The effect was something between a softening of the market for players from the Russian leagues and that market’s complete disappearance. In 2013 just five players were selected from KHL or Russian junior leagues: Valeri Nichuskin to Dallas at No. 10; Pavel Buchnevich in the third round to the Rangers; Bogdan Yakimov (who played a game with Oilers this year) and Pavel Slepyshev, both to Edmonton in the third; and defenceman Rushan Rafikov in the seventh round to Calgary.
(For the purposes of this story we’re separating players from the KHL from the Russians who have come over to play in the CHL, such as Nikita Zadorov, formerly of London, who Buffalo took at No. 16 overall in the 2013 draft. Those who had already come over weren’t considered easy pickings but simply more challenging to draft than, say, your garden-variety North American prospect.)
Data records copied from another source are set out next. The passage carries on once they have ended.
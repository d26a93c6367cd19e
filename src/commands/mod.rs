// Command implementations behind the CLI

pub mod inspect;
pub mod install;
pub mod open;
pub mod prefs;
pub mod recents;
pub mod templates;
pub mod url;
pub mod versions;

use crate::config;
use crate::constants;
use crate::document::ConfigDocument;
use crate::history::{HistoryStore, native};
use crate::project;
use crate::runtime::VersionKey;
use std::path::Path;

/// History store for this machine's config and native history.
pub fn open_store() -> HistoryStore {
    HistoryStore::open(config::config_path(), native::for_host())
}

/// Accept `2023.12370` as shorthand for `TouchDesigner.2023.12370`.
pub fn parse_key(raw: &str) -> VersionKey {
    let key = VersionKey::new(raw.trim());
    if key.product().is_some() {
        key
    } else {
        VersionKey::for_product(constants::DESIGNER_PRODUCT, raw.trim())
    }
}

/// Whether `path` names a project file by extension.
pub fn is_project_file(path: &Path) -> bool {
    path.extension()
        .and_then(|e| e.to_str())
        .is_some_and(|e| e.eq_ignore_ascii_case(constants::PROJECT_EXTENSION))
}

/// Extra lines shown under a listed project, per the display preferences.
pub fn entry_details(path: &str, document: &ConfigDocument) -> Vec<String> {
    let file = Path::new(path);
    let mut details = Vec::new();

    if !file.exists() {
        details.push("missing".to_string());
        return details;
    }

    if document.show_auxiliary_info {
        let modified = project::modified_time(file);
        if !modified.is_empty() {
            details.push(format!("modified {}", modified));
        }
        if let Some(summary) = project::summary(file) {
            details.push(summary);
        }
    }
    if document.show_icons
        && let Some(icon) = project::find_icon(file)
    {
        details.push(format!("icon {}", icon.display()));
    }
    details
}

#[cfg(test)]
mod tests {
    use super::*;

    #[test]
    fn test_parse_key_adds_product() {
        assert_eq!(parse_key("2023.12370").as_str(), "TouchDesigner.2023.12370");
        assert_eq!(parse_key(" TouchPlayer.2023.1 ").as_str(), "TouchPlayer.2023.1");
        assert_eq!(parse_key("TouchDesigner.2023.1").as_str(), "TouchDesigner.2023.1");
    }

    #[test]
    fn test_is_project_file() {
        assert!(is_project_file(Path::new("/p/show.toe")));
        assert!(is_project_file(Path::new("/p/SHOW.TOE")));
        assert!(!is_project_file(Path::new("/p/show.tox")));
        assert!(!is_project_file(Path::new("/p/toe")));
    }

    #[test]
    fn test_missing_entries_are_flagged() {
        let document = ConfigDocument::default();
        assert_eq!(entry_details("/definitely/not/here.toe", &document), vec!["missing"]);
    }
}
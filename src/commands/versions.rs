// Versions command for listing installed builds

use crate::runtime::{InstalledVersion, Resolver};
use crate::ui;
use std::collections::BTreeMap;

pub fn versions() -> anyhow::Result<()> {
    let resolver = Resolver::from_env();
    let installs = resolver.installations();

    if installs.is_empty() {
        ui::warning(&format!(
            "No TouchDesigner builds found on this {} machine",
            resolver.platform().name()
        ));
        return Ok(());
    }

    print_group("TouchDesigner", &installs.designers);
    print_group("TouchPlayer", &installs.players);
    Ok(())
}

fn print_group<K>(title: &str, versions: &BTreeMap<K, InstalledVersion>) {
    if versions.is_empty() {
        return;
    }
    ui::header(&format!("{} ({})", title, versions.len()));
    for version in versions.values() {
        let location = version.bundle.as_ref().unwrap_or(&version.executable);
        ui::plain(&format!("  {}  {}", version.key, location.display()));
    }
}
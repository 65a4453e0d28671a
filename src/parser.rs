use std::iter::Enumerate;
use std::str::Split;

use crate::entry::Entry;
use crate::error::ParseError;
use crate::section::{Section, header_name};
use crate::util::normalize_line;

/// What happens to a line that is neither a header nor an entry.
#[derive(Debug, Clone, Copy, PartialEq, Eq)]
pub(crate) enum Mode {
    /// Drop it.
    Lenient,
    /// Drop it, but keep a diagnostic.
    Diagnose,
    /// Keep a diagnostic and stop reading.
    Strict,
}

/// Represents an on-going parse.
#[derive(Debug, Clone)]
pub(crate) struct Parser<'a> {
    lines: Enumerate<Split<'a, char>>,
    mode: Mode,
    sections: Vec<Section>,
    diagnostics: Vec<ParseError>,
}

impl<'a> Parser<'a> {
    #[must_use]
    pub fn new(text: &'a str, mode: Mode) -> Self {
        Self {
            lines: text.split('\n').enumerate(),
            mode,
            sections: Vec::with_capacity(16),
            diagnostics: Vec::new(),
        }
    }
}

impl Parser<'_> {
    /// Consume every line and return the sections read along with any diagnostics.
    ///
    /// In [`Mode::Strict`] the scan ends at the first diagnostic, so at most one is returned.
    pub fn into_parts(mut self) -> (Vec<Section>, Vec<ParseError>) {
        while let Some((index, raw)) = self.lines.next() {
            let Some(text) = normalize_line(raw) else {
                continue;
            };

            let Err(rejected) = self.parse_line(index + 1, text) else {
                continue;
            };

            log::debug!("discarding {rejected}");

            match self.mode {
                Mode::Lenient => {}
                Mode::Diagnose => self.diagnostics.push(rejected),
                Mode::Strict => {
                    self.diagnostics.push(rejected);
                    break;
                }
            }
        }

        (self.sections, self.diagnostics)
    }

    /// Offer a normalized line to the header recognizer, then to the entry recognizer of the
    /// section currently open.
    fn parse_line(&mut self, line: usize, text: &str) -> Result<(), ParseError> {
        if let Some(section) = Section::parse_header(text) {
            log::trace!("line {line}: opening section {:?}", section.name());
            self.sections.push(section);
            return Ok(());
        }

        let entry = Entry::parse(text);

        let Some(section) = self.sections.last_mut() else {
            return Err(match entry {
                Some(_) => ParseError::OrphanEntry { line },
                None => reject(line, text),
            });
        };

        section.push(entry.ok_or_else(|| reject(line, text))?);

        Ok(())
    }
}

/// Explain why a line matched neither recognizer.
fn reject(line: usize, text: &str) -> ParseError {
    if header_name(text).is_some_and(str::is_empty) {
        ParseError::SectionNameEmpty { line }
    } else if text.starts_with(crate::entry::SEPARATOR) {
        ParseError::EmptyKey { line }
    } else {
        ParseError::UnrecognizedLine {
            line,
            text: text.to_owned(),
        }
    }
}
use crate::error::ValidationError;

/// Strip leading and trailing whitespace (spaces, tabs, carriage returns) from a physical line.
///
/// Returns `None` when nothing is left, since blank lines never reach the recognizers.
pub(crate) fn normalize_line(line: &str) -> Option<&str> {
    let line = line.trim();
    if line.is_empty() { None } else { Some(line) }
}

/// Check that `text` is already in the form `normalize_line` would produce.
pub(crate) fn ensure_canonical(text: &str) -> Result<(), ValidationError> {
    if text.contains(['\n', '\r']) {
        return Err(ValidationError::LineBreak {
            text: text.to_owned(),
        });
    }

    if text.trim() != text {
        return Err(ValidationError::Untrimmed {
            text: text.to_owned(),
        });
    }

    Ok(())
}

#[cfg(test)]
mod tests {
    use super::*;

    #[test]
    fn strips_surrounding_whitespace() {
        assert_eq!(normalize_line("  \tkey = value \t"), Some("key = value"));
    }

    #[test]
    fn strips_carriage_return() {
        assert_eq!(normalize_line("[Section]\r"), Some("[Section]"));
    }

    #[test]
    fn keeps_internal_whitespace() {
        assert_eq!(normalize_line(" a  b\tc "), Some("a  b\tc"));
    }

    #[test]
    fn whitespace_only_is_dropped() {
        assert_eq!(normalize_line(""), None);
        assert_eq!(normalize_line(" \t \r"), None);
    }

    #[test]
    fn canonical_text() {
        assert_eq!(ensure_canonical("value"), Ok(()));
        assert_eq!(ensure_canonical(""), Ok(()));
        assert!(matches!(
            ensure_canonical(" value"),
            Err(ValidationError::Untrimmed { .. })
        ));
        assert!(matches!(
            ensure_canonical("a\nb"),
            Err(ValidationError::LineBreak { .. })
        ));
    }
}
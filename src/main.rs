use std::path::PathBuf;
use std::process::ExitCode;

use anyhow::{Context, Result, bail};
use clap::Parser;
use ini::Ini;

#[derive(Parser)]
#[command(name = "ini")]
#[command(about = "Read a sectioned key/value file and print it in canonical form", long_about = None)]
struct Cli {
    /// File to read
    path: PathBuf,

    /// Print only this section
    #[arg(short, long, value_name = "NAME")]
    section: Option<String>,

    /// Print only the first value of this key (requires --section)
    #[arg(short, long, value_name = "KEY", requires = "section")]
    key: Option<String>,

    /// Fail on lines that are neither headers nor entries
    #[arg(long, conflicts_with = "check")]
    strict: bool,

    /// Warn about every line that was dropped
    #[arg(long)]
    check: bool,
}

fn entrypoint() -> Result<()> {
    pretty_env_logger::init();
    let cli = Cli::parse();

    let text = std::fs::read_to_string(&cli.path)
        .with_context(|| format!("failed to read `{}`", cli.path.display()))?;

    let ini = if cli.strict {
        Ini::parse_strict(&text).with_context(|| format!("`{}`", cli.path.display()))?
    } else if cli.check {
        let (ini, diagnostics) = Ini::parse_with_diagnostics(&text);
        for diagnostic in &diagnostics {
            eprintln!("warning: {}: {diagnostic}", cli.path.display());
        }
        ini
    } else {
        Ini::parse(&text)
    };

    let Some(name) = cli.section else {
        print!("{}", ini.build());
        return Ok(());
    };

    let Some(section) = ini.find_section(&name) else {
        bail!("section `{name}` not found");
    };

    match cli.key {
        Some(key) => match section.get(&key) {
            Some(value) => println!("{value}"),
            None => bail!("key `{key}` not found in section `{name}`"),
        },
        None => print!("{}", section.build()),
    }

    Ok(())
}

fn main() -> ExitCode {
    match entrypoint() {
        Err(e) => {
            eprintln!("Error: {e:#}");
            ExitCode::FAILURE
        }
        Ok(()) => ExitCode::SUCCESS,
    }
}
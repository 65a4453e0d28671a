#![cfg(feature = "serde")]

use ini::Ini;

#[test]
fn serializes_as_list_of_sections() {
    let ini = Ini::parse("[A]\nk = v\n[B]\n");
    let json = serde_json::to_value(&ini).expect("expected model to serialize");

    assert_eq!(
        json,
        serde_json::json!([
            { "name": "A", "entries": [{ "key": "k", "value": "v" }] },
            { "name": "B", "entries": [] },
        ])
    );
}
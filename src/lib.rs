#![warn(
    clippy::correctness,
    clippy::suspicious,
    clippy::complexity,
    clippy::perf,
    clippy::style,
    clippy::pedantic
)]

//! Parse, inspect and rebuild sectioned `key=value` configuration text.
//!
//! ```
//! let ini = ini::Ini::parse("[General]\nName = Test\n");
//!
//! assert_eq!(ini.find_section("General").and_then(|s| s.get("Name")), Some("Test"));
//! assert_eq!(ini.build(), "[General]\nName=Test\n\n");
//! ```
//!
//! The crate never touches the file system. It takes a complete text buffer and produces one.

mod entry;
mod error;
mod parser;
mod section;
mod util;

use std::fmt;
use std::str::FromStr;

pub use entry::{Entry, SEPARATOR};
pub use error::{ParseError, ValidationError};
pub use section::Section;

use parser::{Mode, Parser};

/// An ordered collection of sections, kept in the order they first appeared.
#[derive(Debug, Clone, Default, PartialEq, Eq, Hash)]
#[cfg_attr(feature = "serde", derive(serde::Serialize), serde(transparent))]
pub struct Ini {
    sections: Vec<Section>,
}

impl Ini {
    #[must_use]
    pub fn new() -> Self {
        Self::default()
    }

    /// Read every section and entry from `text`.
    ///
    /// This never fails: blank lines, lines that are neither `[section]` nor `key = value`, and
    /// entries appearing before the first header are dropped. Use [`Ini::parse_strict`] or
    /// [`Ini::parse_with_diagnostics`] to find out about them.
    #[must_use]
    pub fn parse(text: &str) -> Self {
        let (sections, _) = Parser::new(text, Mode::Lenient).into_parts();
        Self { sections }
    }

    /// Like [`Ini::parse`], but fail instead of dropping a line.
    ///
    /// # Errors
    ///
    /// Returns the [`ParseError`] for the first non-blank line that is neither a section header
    /// nor an entry of an open section.
    pub fn parse_strict(text: &str) -> Result<Self, ParseError> {
        let (sections, diagnostics) = Parser::new(text, Mode::Strict).into_parts();

        match diagnostics.into_iter().next() {
            Some(error) => Err(error),
            None => Ok(Self { sections }),
        }
    }

    /// Like [`Ini::parse`], also returning a diagnostic for every line that was dropped.
    #[must_use]
    pub fn parse_with_diagnostics(text: &str) -> (Self, Vec<ParseError>) {
        let (sections, diagnostics) = Parser::new(text, Mode::Diagnose).into_parts();
        (Self { sections }, diagnostics)
    }

    #[must_use]
    pub fn sections(&self) -> &[Section] {
        &self.sections
    }

    #[must_use]
    pub fn into_sections(self) -> Vec<Section> {
        self.sections
    }

    #[must_use]
    pub fn is_empty(&self) -> bool {
        self.sections.is_empty()
    }

    /// Append a section. An existing section with the same name is left alone.
    pub fn push_section(&mut self, section: Section) {
        self.sections.push(section);
    }

    /// First section named exactly `name` (case-sensitive).
    #[must_use]
    pub fn find_section(&self, name: &str) -> Option<&Section> {
        self.sections.iter().find(|section| section.name() == name)
    }

    #[must_use]
    pub fn find_section_mut(&mut self, name: &str) -> Option<&mut Section> {
        self.sections.iter_mut().find(|section| section.name() == name)
    }

    /// Serialize every section in order, each followed by one blank line.
    #[must_use]
    pub fn build(&self) -> String {
        self.to_string()
    }
}

impl fmt::Display for Ini {
    fn fmt(&self, f: &mut fmt::Formatter<'_>) -> fmt::Result {
        for section in &self.sections {
            writeln!(f, "{section}")?;
        }

        Ok(())
    }
}

impl FromStr for Ini {
    type Err = ParseError;

    fn from_str(s: &str) -> Result<Self, Self::Err> {
        Self::parse_strict(s)
    }
}

impl From<Vec<Section>> for Ini {
    fn from(sections: Vec<Section>) -> Self {
        Self { sections }
    }
}

impl FromIterator<Section> for Ini {
    fn from_iter<I: IntoIterator<Item = Section>>(iter: I) -> Self {
        Self {
            sections: iter.into_iter().collect(),
        }
    }
}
Nichushkin moved straight to the pros and Yakimov and Slepyshev are ’94 birthdays and thus too old for this tournament. But Buchnevich looked like a really useful, physical and skilled forward against the Swedes — great value for a third-rounder. And Rafikov is an energetic, hard-ass blueliner with decent skill, a steal in the seventh round if you can bring him over — which looks ever more likely.
In recent months the word has come down that the KHL was built on a false economy, state-buttressed for Sochi with no plan that’s sustainable in the long term. Bounced checks and skipped payments have caused an exodus of foreign players pulling down KHL money and the domestic talent would figure to be next.
How will the availability of Russians change the draft biz as we know it? Well for one, a bunch of the kids on this Russian team are out there for the drafting this June.
Setting aside the four Russians in this lineup who are playing for CHL teams and Nikolai Goldobin, whose rights were scooped by San Jose out of Sarnia last June, only three other KHL players in the Russian lineup here have been drafted by NHL teams: Nashville took forward Vladislav Kamenev in the second round even though the Preds suffered third-degree burns when handling Alexander Radulov; the Islanders took yesterday’s back-up goaltender Ilya Sorokin in the third; and the Rangers took the starting netminder, Igor Shestyorkin, in the fourth.
Bottom line: A lot of Russian kids in their second or third year of draft eligibility will be playing for their dinner against Canada in the final.
“It’s going to be great to talk about talent and not signability,” a scout said yesterday. “You know you’re going to have a chance. It’s a game changer.”
Although Nos 1 and 2 here have been drafted greater access to KHL players will likely have a greater effect in goal than anywhere else, at least in 2016.
“Maybe the best Russians coming down the line are goalies,” one NHL head scout said. “The Russian under-17 team came over and did a number on the U.S. team and their best players were their goalies. The talent might have been a wash, maybe a slight edge to Russia. But the U.S. just couldn’t find a way to beat the goalies.”
A net gain, when it used to be simply nyet.